ECM/Universal 277 5156
(101 Min., 1993-2001) 2 CDs

Der Pianist Jon Balke ist zweifellos einer der Väter des norwegischen Jazzerfolgs zur Jahrtausendwende. In seiner 1981 gegründeten Band Oslo 13 verdienten sich spätere Stars wie der Trompeter Nils Petter Molvaer oder der Saxofonist Trygve Seim ihre ersten Sporen.
Nach der Auflösung von Oslo 13 gründete Balke mit dem Magnetic North Orchestra eine höchst spannende Formation, die als unorthodoxe Big Band an der Schnittstelle zwischen Kammermusik, dezenter, zuweilen ins Orientalische spielender Folklore und zawinulesker Jazzfusion agierte. Die Kompilation „Magnetic Works“ ist nicht nur deshalb so interessant, weil sie die Entwicklung des in dieser Form nicht mehr existierenden Ensembles in all seinen feinen Schattierungen dokumentiert. Sie birgt überdies auch die Wiederveröffentlichung der nur in Norwegen (und auch dort nur für kurze Zeit erhältlichen) Einspielung „Solarized“.

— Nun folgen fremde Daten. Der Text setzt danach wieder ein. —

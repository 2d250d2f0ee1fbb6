//! Meta Cache (C5), spec sections 4.3 and 6. Volatile per-campaign counters,
//! the definition blob, and engagement/domain-health snapshots, all stored
//! as Redis hashes/strings under the exact key layout spec section 6 names.
//! Advisory only: the Finalizer (`finalizer.rs`) treats an empty or stale
//! cache as the signal to recompute totals from the Ledger, never the other
//! way around (spec section 4.3: "ledger wins").

use async_trait::async_trait;
use redis::aio::ConnectionManager;
use redis::AsyncCommands;
use serde_json::Value;
use uuid::Uuid;

use crate::models::campaign::Totals;
use crate::services::traits::CacheBackend;

pub struct MetaCache {
    conn: ConnectionManager,
}

impl MetaCache {
    pub fn new(conn: ConnectionManager) -> Self {
        Self { conn }
    }

    fn meta_key(campaign_id: Uuid) -> String {
        format!("campaign:{campaign_id}:meta")
    }

    fn definition_key(campaign_id: Uuid) -> String {
        format!("campaign:{campaign_id}:definition")
    }

    fn metrics_key(campaign_id: Uuid) -> String {
        format!("campaign:{campaign_id}:metrics")
    }

    fn health_key(campaign_id: Uuid, domain: &str) -> String {
        format!("campaign:{campaign_id}:health:{domain}")
    }

    pub const ALL_CAMPAIGNS_SET: &'static str = "campaign:all";

    pub async fn track_campaign(&self, campaign_id: Uuid) -> anyhow::Result<()> {
        let mut conn = self.conn.clone();
        let _: () = conn.sadd(Self::ALL_CAMPAIGNS_SET, campaign_id.to_string()).await?;
        Ok(())
    }

    pub async fn untrack_campaign(&self, campaign_id: Uuid) -> anyhow::Result<()> {
        let mut conn = self.conn.clone();
        let _: () = conn.srem(Self::ALL_CAMPAIGNS_SET, campaign_id.to_string()).await?;
        Ok(())
    }

    pub async fn all_campaign_ids(&self) -> anyhow::Result<Vec<Uuid>> {
        let mut conn = self.conn.clone();
        let raw: Vec<String> = conn.smembers(Self::ALL_CAMPAIGNS_SET).await?;
        Ok(raw.into_iter().filter_map(|s| Uuid::parse_str(&s).ok()).collect())
    }

    /// `campaign:{id}:metrics` hash: `opens`, `clicks` (spec section 6).
    pub async fn incr_metric(&self, campaign_id: Uuid, field: &str) -> anyhow::Result<()> {
        let mut conn = self.conn.clone();
        let _: () = conn.hincr(Self::metrics_key(campaign_id), field, 1).await?;
        Ok(())
    }

    /// `campaign:{id}:health` keyed `domain:{d}:sent|failed|lastUpdated`.
    pub async fn record_domain_health(&self, campaign_id: Uuid, domain: &str, success: bool) -> anyhow::Result<()> {
        let mut conn = self.conn.clone();
        let key = Self::health_key(campaign_id, domain);
        let field = if success { "sent" } else { "failed" };
        let _: () = conn.hincr(&key, field, 1).await?;
        let _: () = conn.hset(&key, "lastUpdated", chrono::Utc::now().to_rfc3339()).await?;
        Ok(())
    }
}

#[async_trait]
impl CacheBackend for MetaCache {
    async fn read_totals(&self, campaign_id: Uuid) -> anyhow::Result<Option<Totals>> {
        let mut conn = self.conn.clone();
        let key = Self::meta_key(campaign_id);
        let exists: bool = conn.exists(&key).await?;
        if !exists {
            return Ok(None);
        }
        let (intended, processed, sent, failed): (Option<i64>, Option<i64>, Option<i64>, Option<i64>) =
            redis::pipe()
                .hget(&key, "intended")
                .hget(&key, "processed")
                .hget(&key, "sent")
                .hget(&key, "failed")
                .query_async(&mut conn)
                .await?;
        Ok(Some(Totals {
            intended: intended.unwrap_or(0),
            processed: processed.unwrap_or(0),
            sent: sent.unwrap_or(0),
            failed: failed.unwrap_or(0),
        }))
    }

    async fn write_totals(&self, campaign_id: Uuid, totals: &Totals, status: &str) -> anyhow::Result<()> {
        let mut conn = self.conn.clone();
        let key = Self::meta_key(campaign_id);
        let _: () = conn
            .hset_multiple(
                &key,
                &[
                    ("intended", totals.intended),
                    ("processed", totals.processed),
                    ("sent", totals.sent),
                    ("failed", totals.failed),
                ],
            )
            .await?;
        let _: () = conn.hset(&key, "status", status).await?;
        Ok(())
    }

    async fn incr_sent(&self, campaign_id: Uuid) -> anyhow::Result<()> {
        let mut conn = self.conn.clone();
        let key = Self::meta_key(campaign_id);
        let _: () = conn.hincr(&key, "sent", 1).await?;
        let _: () = conn.hincr(&key, "processed", 1).await?;
        Ok(())
    }

    async fn incr_failed(&self, campaign_id: Uuid) -> anyhow::Result<()> {
        let mut conn = self.conn.clone();
        let key = Self::meta_key(campaign_id);
        let _: () = conn.hincr(&key, "failed", 1).await?;
        let _: () = conn.hincr(&key, "processed", 1).await?;
        Ok(())
    }

    async fn set_status(&self, campaign_id: Uuid, status: &str) -> anyhow::Result<()> {
        let mut conn = self.conn.clone();
        let _: () = conn.hset(Self::meta_key(campaign_id), "status", status).await?;
        Ok(())
    }

    async fn read_definition(&self, campaign_id: Uuid) -> anyhow::Result<Option<Value>> {
        let mut conn = self.conn.clone();
        let raw: Option<String> = conn.get(Self::definition_key(campaign_id)).await?;
        Ok(raw.and_then(|s| serde_json::from_str(&s).ok()))
    }

    async fn write_definition(&self, campaign_id: Uuid, def: &Value) -> anyhow::Result<()> {
        let mut conn = self.conn.clone();
        let raw = serde_json::to_string(def)?;
        let _: () = conn.set(Self::definition_key(campaign_id), raw).await?;
        Ok(())
    }

    async fn delete_definition(&self, campaign_id: Uuid) -> anyhow::Result<()> {
        let mut conn = self.conn.clone();
        let _: () = conn.del(Self::definition_key(campaign_id)).await?;
        Ok(())
    }

    async fn read_status(&self, campaign_id: Uuid) -> anyhow::Result<Option<String>> {
        let mut conn = self.conn.clone();
        let status: Option<String> = conn.hget(Self::meta_key(campaign_id), "status").await?;
        Ok(status)
    }

    async fn track_campaign(&self, campaign_id: Uuid) -> anyhow::Result<()> {
        MetaCache::track_campaign(self, campaign_id).await
    }

    async fn delete_all(&self, campaign_id: Uuid) -> anyhow::Result<()> {
        let mut conn = self.conn.clone();
        let _: () = conn.del(Self::meta_key(campaign_id)).await?;
        let _: () = conn.del(Self::definition_key(campaign_id)).await?;
        let _: () = conn.del(Self::metrics_key(campaign_id)).await?;
        self.untrack_campaign(campaign_id).await?;
        Ok(())
    }

    async fn incr_metric(&self, campaign_id: Uuid, field: &str) -> anyhow::Result<()> {
        MetaCache::incr_metric(self, campaign_id, field).await
    }

    async fn record_domain_health(&self, campaign_id: Uuid, domain: &str, success: bool) -> anyhow::Result<()> {
        MetaCache::record_domain_health(self, campaign_id, domain, success).await
    }
}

Das gleichnamige Stück ist auch einer der Höhepunkte der Werkschau – weitab der amerikanischen Big-Band-Tradition trifft da eine unkonventionelle, von Anders Jornims pulsierendem Bass angetriebene Jazz-Combo auf ein Streicherquartett, das seinerseits wie eine eigentümliche E-Gitarre klingt.
Die Werkschau macht deutlich: Balkes Magnetic North Orchestra gehört in die Riege der großen, zeitüberdauernd bedeutsamen Jazzorchester. Wie schon bei Ellington & Co liegt’s auch an den überragenden Musikerpersönlichkeiten: Wer Leute wie Anders Jornim, Marilyn Mazur oder Arve Henriksen in der Band hat, kann sich glücklich schätzen.